In vivo examination of DrNLRP3 inflammasome in DrASC-independent manner. A, images were taken after PI was added to the 72-hpf zebrafish larval cells infected by E. tarda (10⁸ CFU/ml) for 4 h. The dyed cells exhibit pyroptotic-like features. Scale bar, 10 μm. The sample number for each group was 20–100 zebrafish larvae, and each image is representative of three independent experiments. B, flow cytometry with PI detected the cell pyroptosis in 72-hpf zebrafish larvae (n = 100) with E. tarda immersion infection (10⁸ CFU/ml) for 4 h. C, DrCaspase-A (CasA-MO) or DrCaspase-B (CasB-MO) knockdown decreased the DrCaspase-A/-B activation and the DrIL-1β maturation in zebrafish embryos (n = 100) after E. tarda infection. Data are representative of three independent experiments as mean ± S.D. (**, p < 0.01). D, flow cytometry with PI detected the cell pyroptosis in CasA-MO or CasB-MO zebrafish larvae (n = 100) with E. tarda immersion infection (10⁸ CFU/ml) for 4 h. E and F, DrASC knockout (ASC-KO) decreased the DrCaspase-A/-B activation (E) and the DrIL-1β maturation (F) in zebrafish embryos (n = 100) after E. tarda infection. Data are representative of three independent experiments as mean ± S.D. (*, p < 0.05). G, flow cytometry with PI detected the cell pyroptosis in ASC-KO zebrafish larvae (n = 100) with E. tarda immersion infection (10⁸ CFU/ml) for 4 h.

Figure 11.

Functional substitution of mouse NLRP3 (MmNLRP3) to DrNLRP3 in DrASC nucleation and cell pyroptosis.
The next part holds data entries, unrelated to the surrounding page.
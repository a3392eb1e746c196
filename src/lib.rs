//! Facade crate for the portal route planner.
//!
//! This crate re-exports the core domain types and exposes the route
//! optimizer and planning session behind the `optimizer` feature.

#![forbid(unsafe_code)]

pub use portal_planner_core::{
    Candidate, GeometryError, GeometryProvider, ObjectiveKind, PlayStyle, RouteTimeEstimate,
    TravelMode, Waypoint, WaypointCatalogue, WaypointError, WaypointFigures, WaypointId,
    ap_potential, assess_waypoint, estimate_route_time, xm_cost, xm_gain,
};

#[cfg(feature = "optimizer")]
pub use portal_planner_optimizer::{
    OptimizationContext, OptimizationResult, OptimizeError, PlanError, RouteSession,
    RouteStatistics, optimize,
};
//! Waypoints ("portals") supplied by the caller for one planning request.

use std::fmt;

use geo::Coord;
#[cfg(feature = "serde")]
use serde::{Deserialize, Serialize};
use thiserror::Error;

/// Highest portal level.
pub const MAX_LEVEL: u8 = 8;
/// Number of resonator slots on a portal.
pub const RESONATOR_SLOTS: u8 = 8;
/// Upper bound of the energy percentage.
pub const MAX_ENERGY: u8 = 100;

/// Opaque waypoint key, typically the portal GUID.
///
/// # Examples
/// ```
/// use portal_planner_core::WaypointId;
///
/// let id = WaypointId::from("a1b2.16");
/// assert_eq!(id.as_str(), "a1b2.16");
/// assert_eq!(id.to_string(), "a1b2.16");
/// ```
#[derive(Debug, Clone, PartialEq, Eq, Hash, PartialOrd, Ord)]
#[cfg_attr(feature = "serde", derive(Serialize, Deserialize))]
#[cfg_attr(feature = "serde", serde(transparent))]
pub struct WaypointId(String);

impl WaypointId {
    /// Borrow the key as a string slice.
    #[must_use]
    pub fn as_str(&self) -> &str {
        &self.0
    }
}

impl From<&str> for WaypointId {
    fn from(value: &str) -> Self {
        Self(value.to_owned())
    }
}

impl From<String> for WaypointId {
    fn from(value: String) -> Self {
        Self(value)
    }
}

impl fmt::Display for WaypointId {
    fn fmt(&self, f: &mut fmt::Formatter<'_>) -> fmt::Result {
        f.write_str(&self.0)
    }
}

/// Errors returned when a waypoint attribute is out of range.
#[derive(Debug, Clone, PartialEq, Eq, Error)]
pub enum WaypointError {
    /// Level outside `1..=8`.
    #[error("portal level must be between 1 and 8, found {found}")]
    InvalidLevel {
        /// Rejected level.
        found: u8,
    },
    /// Energy percentage above 100.
    #[error("portal energy must be between 0 and 100 percent, found {found}")]
    InvalidEnergy {
        /// Rejected energy percentage.
        found: u8,
    },
    /// More resonators than the portal has slots.
    #[error("resonator count must be between 0 and 8, found {found}")]
    InvalidResonators {
        /// Rejected resonator count.
        found: u8,
    },
}

/// Immutable snapshot of a portal near the travel corridor.
///
/// Coordinates are WGS84 with `x = longitude` and `y = latitude`.
///
/// # Examples
/// ```
/// use geo::Coord;
/// use portal_planner_core::{Waypoint, WaypointError};
///
/// # fn main() -> Result<(), WaypointError> {
/// let waypoint = Waypoint::new("fountain", Coord { x: -0.1276, y: 51.5072 })
///     .with_level(6)?
///     .with_energy(81)?
///     .with_resonators(4)?
///     .with_captured(true);
/// assert_eq!(waypoint.level, 6);
/// assert_eq!(waypoint.missing_resonators(), 4);
/// # Ok(())
/// # }
/// ```
#[derive(Debug, Clone, PartialEq)]
#[cfg_attr(feature = "serde", derive(Serialize, Deserialize))]
pub struct Waypoint {
    /// Opaque identity.
    pub id: WaypointId,
    /// Geospatial position.
    pub location: Coord<f64>,
    /// Portal level in `1..=8`.
    pub level: u8,
    /// Current energy percentage in `0..=100`.
    pub energy: u8,
    /// Deployed resonators in `0..=8`.
    pub resonators: u8,
    /// Whether the agent has captured this portal before.
    #[cfg_attr(feature = "serde", serde(default))]
    pub captured: bool,
}

impl Waypoint {
    /// Construct a level 1 waypoint with no energy, no resonators and no
    /// capture history.
    #[must_use]
    pub fn new(id: impl Into<WaypointId>, location: Coord<f64>) -> Self {
        Self {
            id: id.into(),
            location,
            level: 1,
            energy: 0,
            resonators: 0,
            captured: false,
        }
    }

    /// Set the portal level.
    ///
    /// # Errors
    /// Returns [`WaypointError::InvalidLevel`] outside `1..=8`.
    pub fn with_level(mut self, level: u8) -> Result<Self, WaypointError> {
        if level == 0 || level > MAX_LEVEL {
            return Err(WaypointError::InvalidLevel { found: level });
        }
        self.level = level;
        Ok(self)
    }

    /// Set the energy percentage.
    ///
    /// # Errors
    /// Returns [`WaypointError::InvalidEnergy`] above 100.
    pub fn with_energy(mut self, energy: u8) -> Result<Self, WaypointError> {
        if energy > MAX_ENERGY {
            return Err(WaypointError::InvalidEnergy { found: energy });
        }
        self.energy = energy;
        Ok(self)
    }

    /// Set the deployed resonator count.
    ///
    /// # Errors
    /// Returns [`WaypointError::InvalidResonators`] above 8.
    pub fn with_resonators(mut self, resonators: u8) -> Result<Self, WaypointError> {
        if resonators > RESONATOR_SLOTS {
            return Err(WaypointError::InvalidResonators { found: resonators });
        }
        self.resonators = resonators;
        Ok(self)
    }

    /// Mark the waypoint as captured (or not).
    #[must_use]
    pub const fn with_captured(mut self, captured: bool) -> Self {
        self.captured = captured;
        self
    }

    /// Re-check every attribute, e.g. after deserialising a payload.
    ///
    /// # Errors
    /// Returns the first out-of-range attribute.
    pub const fn validate(&self) -> Result<(), WaypointError> {
        if self.level == 0 || self.level > MAX_LEVEL {
            return Err(WaypointError::InvalidLevel { found: self.level });
        }
        if self.energy > MAX_ENERGY {
            return Err(WaypointError::InvalidEnergy { found: self.energy });
        }
        if self.resonators > RESONATOR_SLOTS {
            return Err(WaypointError::InvalidResonators {
                found: self.resonators,
            });
        }
        Ok(())
    }

    /// Empty resonator slots, saturating at zero.
    #[must_use]
    pub const fn missing_resonators(&self) -> u8 {
        RESONATOR_SLOTS.saturating_sub(self.resonators)
    }
}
A, DrASC and DrNLRP3 coexpression in HEK293T cells elicits DrASC speck aggregation. B, DrASC and MmNLRP3 coexpression instead of DrNLRP3 also elicits DrASC speck aggregation. C, speck-forming rates of DrNLRP3 or MmNLRP3 with DrASC. Data are representative of three independent experiments as mean ± S.D. (**, p < 0.01). D, DrNLRP3 or MmNLRP3 directly activates DrCaspase-B and triggers DrGSDMEb-dependent cell pyroptosis. Images were captured under a laser-scanning confocal microscopy (Zeiss LSM-710; original magnification, ×630, scale bars represent 50 or 10 μm). The DrCaspase-B activity was detected and expressed as the fold induction over the control as described under “Experimental procedures.” Each data point shows the mean ± S.D. with three replicates. *, p < 0.05; **, p < 0.01; ***, p < 0.001.